[[ DATA, beginning ]]
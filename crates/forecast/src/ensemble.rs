//! Confidence-weighted blend of linear regression and Holt smoothing.

use crate::exponential_smoothing::ExponentialSmoothingForecaster;
use crate::forecaster::Forecaster;
use crate::linear_regression::LinearRegressionForecaster;
use crate::result::{ForecastResult, Trend};
use crate::series::HistoricalDataPoint;

/// Penalty applied to the best member confidence so the blend never overclaims.
const ENSEMBLE_CONFIDENCE_PENALTY: f64 = 0.9;

#[derive(Debug, Copy, Clone, Default)]
pub struct EnsembleForecaster {
    linear: LinearRegressionForecaster,
    smoothing: ExponentialSmoothingForecaster,
}

impl EnsembleForecaster {
    pub fn new(
        linear: LinearRegressionForecaster,
        smoothing: ExponentialSmoothingForecaster,
    ) -> Self {
        Self { linear, smoothing }
    }
}

impl Forecaster for EnsembleForecaster {
    fn name(&self) -> &'static str {
        "ensemble"
    }

    fn forecast(&self, series: &[HistoricalDataPoint], periods_ahead: usize) -> ForecastResult {
        let lr = self.linear.forecast(series, periods_ahead);
        let es = self.smoothing.forecast(series, periods_ahead);

        let total = lr.confidence + es.confidence;
        let (w_lr, w_es) = if total > 0.0 {
            (lr.confidence / total, es.confidence / total)
        } else {
            (0.5, 0.5)
        };

        let prediction = w_lr * lr.prediction + w_es * es.prediction;
        let confidence = lr.confidence.max(es.confidence) * ENSEMBLE_CONFIDENCE_PENALTY;

        let mut result =
            ForecastResult::new(prediction, confidence, vote(&[lr.trend, es.trend]), periods_ahead)
                .with_factor("Ensemble of linear regression and exponential smoothing");

        for factor in lr.factors.iter().chain(&es.factors) {
            if !result.factors.contains(factor) {
                result.push_factor(factor.clone());
            }
        }
        if let Some(accuracy) = lr.accuracy.or(es.accuracy) {
            result = result.with_accuracy(accuracy);
        }
        result
    }
}

/// A strict majority wins; otherwise the first variant in `Trend`'s order.
///
/// With two members this means any disagreement resolves to `Stable`.
fn vote(trends: &[Trend]) -> Trend {
    let count = |t: Trend| trends.iter().filter(|&&x| x == t).count();
    [Trend::Up, Trend::Down]
        .into_iter()
        .find(|t| count(*t) * 2 > trends.len())
        .unwrap_or(Trend::Stable)
}
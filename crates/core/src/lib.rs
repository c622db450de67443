//! `nutriplan-core` — shared foundation types.
//!
//! This crate contains **pure** primitives (no infrastructure concerns) used by
//! the forecasting crates: tenant identity and the domain error model.

pub mod error;
pub mod id;

pub use error::{DomainError, DomainResult};
pub use id::TenantId;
[[ DATA, end ]]
» ACTIVITY
Of the lines above, output exactly those from the line bearing "result = result.with_accuracy(accuracy);" through the line bearing "fn vote(trends: &[Trend])", inclusive.

» EXERCISE ANSWER
            result = result.with_accuracy(accuracy);
        }
        result
    }
}

/// A strict majority wins; otherwise the first variant in `Trend`'s order.
///
/// With two members this means any disagreement resolves to `Stable`.
fn vote(trends: &[Trend]) -> Trend {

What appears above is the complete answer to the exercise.